**Material for the task**:
=====

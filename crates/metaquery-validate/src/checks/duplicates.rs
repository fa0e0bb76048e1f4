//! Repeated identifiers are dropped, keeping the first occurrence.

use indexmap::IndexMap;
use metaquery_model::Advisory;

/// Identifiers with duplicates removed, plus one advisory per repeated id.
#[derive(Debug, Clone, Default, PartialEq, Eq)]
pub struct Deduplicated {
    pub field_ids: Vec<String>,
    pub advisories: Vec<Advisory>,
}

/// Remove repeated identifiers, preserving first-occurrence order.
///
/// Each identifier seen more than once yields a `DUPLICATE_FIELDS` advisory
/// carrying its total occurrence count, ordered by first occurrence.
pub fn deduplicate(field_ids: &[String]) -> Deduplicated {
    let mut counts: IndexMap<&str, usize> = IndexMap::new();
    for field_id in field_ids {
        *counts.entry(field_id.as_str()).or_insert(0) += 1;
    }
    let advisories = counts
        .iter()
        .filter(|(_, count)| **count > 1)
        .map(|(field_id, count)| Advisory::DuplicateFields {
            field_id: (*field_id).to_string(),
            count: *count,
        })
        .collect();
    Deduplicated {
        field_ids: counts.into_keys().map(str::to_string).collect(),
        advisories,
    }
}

=====

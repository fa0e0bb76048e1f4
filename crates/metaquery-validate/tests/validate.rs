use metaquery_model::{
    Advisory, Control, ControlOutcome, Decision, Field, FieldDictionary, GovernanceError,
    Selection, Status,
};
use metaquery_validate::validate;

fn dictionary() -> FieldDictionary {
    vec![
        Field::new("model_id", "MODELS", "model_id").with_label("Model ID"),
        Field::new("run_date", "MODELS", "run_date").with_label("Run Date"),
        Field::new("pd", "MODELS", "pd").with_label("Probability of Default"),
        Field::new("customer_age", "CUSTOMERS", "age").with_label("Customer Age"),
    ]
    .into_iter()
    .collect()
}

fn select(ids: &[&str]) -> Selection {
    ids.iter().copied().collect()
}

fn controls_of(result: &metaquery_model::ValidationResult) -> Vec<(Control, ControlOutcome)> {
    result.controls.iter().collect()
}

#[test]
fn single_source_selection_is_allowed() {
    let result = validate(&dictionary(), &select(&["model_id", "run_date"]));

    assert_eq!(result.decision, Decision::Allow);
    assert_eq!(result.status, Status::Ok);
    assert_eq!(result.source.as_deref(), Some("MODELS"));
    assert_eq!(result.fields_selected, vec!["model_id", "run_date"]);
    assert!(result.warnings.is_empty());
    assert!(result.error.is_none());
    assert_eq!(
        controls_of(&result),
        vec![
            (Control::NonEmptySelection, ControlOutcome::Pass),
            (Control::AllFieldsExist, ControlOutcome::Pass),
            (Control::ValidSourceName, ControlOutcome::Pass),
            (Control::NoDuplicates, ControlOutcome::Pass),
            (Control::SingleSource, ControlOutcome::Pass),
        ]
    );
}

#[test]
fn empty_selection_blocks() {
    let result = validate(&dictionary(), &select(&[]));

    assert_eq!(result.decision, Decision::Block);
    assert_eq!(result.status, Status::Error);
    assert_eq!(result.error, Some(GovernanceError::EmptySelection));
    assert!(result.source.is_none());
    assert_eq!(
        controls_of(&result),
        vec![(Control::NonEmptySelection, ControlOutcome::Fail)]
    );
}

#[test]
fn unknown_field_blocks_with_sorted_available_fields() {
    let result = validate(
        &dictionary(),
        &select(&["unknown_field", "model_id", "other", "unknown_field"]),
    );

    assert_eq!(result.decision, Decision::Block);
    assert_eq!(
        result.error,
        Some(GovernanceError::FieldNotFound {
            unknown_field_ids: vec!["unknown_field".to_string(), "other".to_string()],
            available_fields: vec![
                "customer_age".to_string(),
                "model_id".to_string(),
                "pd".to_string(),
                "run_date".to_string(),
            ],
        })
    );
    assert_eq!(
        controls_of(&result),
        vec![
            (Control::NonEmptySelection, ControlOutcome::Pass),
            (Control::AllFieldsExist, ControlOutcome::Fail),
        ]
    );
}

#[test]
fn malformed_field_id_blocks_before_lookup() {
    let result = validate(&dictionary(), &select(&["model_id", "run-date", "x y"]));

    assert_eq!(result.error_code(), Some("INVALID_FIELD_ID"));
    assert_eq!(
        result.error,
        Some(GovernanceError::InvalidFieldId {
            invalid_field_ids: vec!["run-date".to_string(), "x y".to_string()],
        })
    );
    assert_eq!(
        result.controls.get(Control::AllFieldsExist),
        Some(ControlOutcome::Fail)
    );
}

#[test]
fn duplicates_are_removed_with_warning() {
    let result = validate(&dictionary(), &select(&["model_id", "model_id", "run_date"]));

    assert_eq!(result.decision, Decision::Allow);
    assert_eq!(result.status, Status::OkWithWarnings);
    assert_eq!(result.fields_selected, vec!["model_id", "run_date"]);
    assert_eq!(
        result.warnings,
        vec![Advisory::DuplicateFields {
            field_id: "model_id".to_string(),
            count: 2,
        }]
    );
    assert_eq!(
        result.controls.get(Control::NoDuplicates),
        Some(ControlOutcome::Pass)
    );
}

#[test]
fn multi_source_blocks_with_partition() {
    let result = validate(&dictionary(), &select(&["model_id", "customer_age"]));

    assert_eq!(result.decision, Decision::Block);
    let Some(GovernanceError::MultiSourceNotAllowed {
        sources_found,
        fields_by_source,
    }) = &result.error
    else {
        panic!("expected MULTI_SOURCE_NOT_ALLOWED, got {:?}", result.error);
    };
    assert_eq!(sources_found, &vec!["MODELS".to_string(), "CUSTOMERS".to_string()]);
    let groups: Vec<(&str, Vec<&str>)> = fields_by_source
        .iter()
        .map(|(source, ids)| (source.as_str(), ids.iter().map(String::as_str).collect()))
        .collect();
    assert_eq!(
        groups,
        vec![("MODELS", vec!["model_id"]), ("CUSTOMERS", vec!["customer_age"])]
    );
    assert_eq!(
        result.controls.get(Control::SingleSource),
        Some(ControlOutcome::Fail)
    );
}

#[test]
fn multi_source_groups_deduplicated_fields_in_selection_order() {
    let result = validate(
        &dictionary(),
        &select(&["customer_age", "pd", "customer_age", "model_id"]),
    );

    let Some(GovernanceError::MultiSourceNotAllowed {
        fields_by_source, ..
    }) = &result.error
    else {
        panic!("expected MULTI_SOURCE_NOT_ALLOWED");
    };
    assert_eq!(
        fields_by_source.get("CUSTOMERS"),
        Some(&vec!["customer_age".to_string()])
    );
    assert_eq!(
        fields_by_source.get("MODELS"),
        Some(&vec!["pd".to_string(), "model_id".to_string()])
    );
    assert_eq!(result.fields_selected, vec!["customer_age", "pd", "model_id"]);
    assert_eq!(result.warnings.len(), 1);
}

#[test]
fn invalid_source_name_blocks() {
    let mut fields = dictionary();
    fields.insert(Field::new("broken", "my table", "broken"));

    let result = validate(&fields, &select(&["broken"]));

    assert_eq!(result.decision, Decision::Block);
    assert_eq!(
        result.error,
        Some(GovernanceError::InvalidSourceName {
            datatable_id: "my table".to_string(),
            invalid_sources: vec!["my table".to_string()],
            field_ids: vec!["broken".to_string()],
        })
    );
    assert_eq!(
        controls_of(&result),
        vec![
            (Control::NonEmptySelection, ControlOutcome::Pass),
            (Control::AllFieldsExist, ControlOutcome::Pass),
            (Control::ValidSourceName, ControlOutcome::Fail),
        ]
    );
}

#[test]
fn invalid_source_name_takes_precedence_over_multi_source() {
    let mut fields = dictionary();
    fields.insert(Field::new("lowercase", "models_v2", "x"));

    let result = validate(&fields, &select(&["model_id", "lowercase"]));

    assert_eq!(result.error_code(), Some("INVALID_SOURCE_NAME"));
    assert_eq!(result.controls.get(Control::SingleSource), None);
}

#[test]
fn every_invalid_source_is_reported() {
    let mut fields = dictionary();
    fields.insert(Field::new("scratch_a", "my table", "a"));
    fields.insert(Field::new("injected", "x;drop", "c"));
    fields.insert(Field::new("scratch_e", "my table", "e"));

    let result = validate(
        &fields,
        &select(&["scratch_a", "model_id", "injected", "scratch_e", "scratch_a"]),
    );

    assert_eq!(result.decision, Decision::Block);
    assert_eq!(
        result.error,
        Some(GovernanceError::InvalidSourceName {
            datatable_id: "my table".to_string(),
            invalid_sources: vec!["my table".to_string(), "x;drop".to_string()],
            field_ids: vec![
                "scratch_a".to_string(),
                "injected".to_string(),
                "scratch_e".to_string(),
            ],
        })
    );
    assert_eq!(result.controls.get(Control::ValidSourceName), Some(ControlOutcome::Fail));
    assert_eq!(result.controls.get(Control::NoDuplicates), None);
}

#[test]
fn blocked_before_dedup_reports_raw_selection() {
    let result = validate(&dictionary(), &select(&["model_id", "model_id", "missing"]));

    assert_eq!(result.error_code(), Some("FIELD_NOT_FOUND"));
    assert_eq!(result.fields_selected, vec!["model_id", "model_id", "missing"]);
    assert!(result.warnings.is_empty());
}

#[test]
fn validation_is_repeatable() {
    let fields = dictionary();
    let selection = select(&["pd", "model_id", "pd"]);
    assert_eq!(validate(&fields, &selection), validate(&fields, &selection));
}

=====

**What this task involves**: When you find a line in the records that contains the word "broken", copy it.

**Problem solution**:
    fields.insert(Field::new("broken", "my table", "broken"));
    let result = validate(&fields, &select(&["broken"]));
            field_ids: vec!["broken".to_string()],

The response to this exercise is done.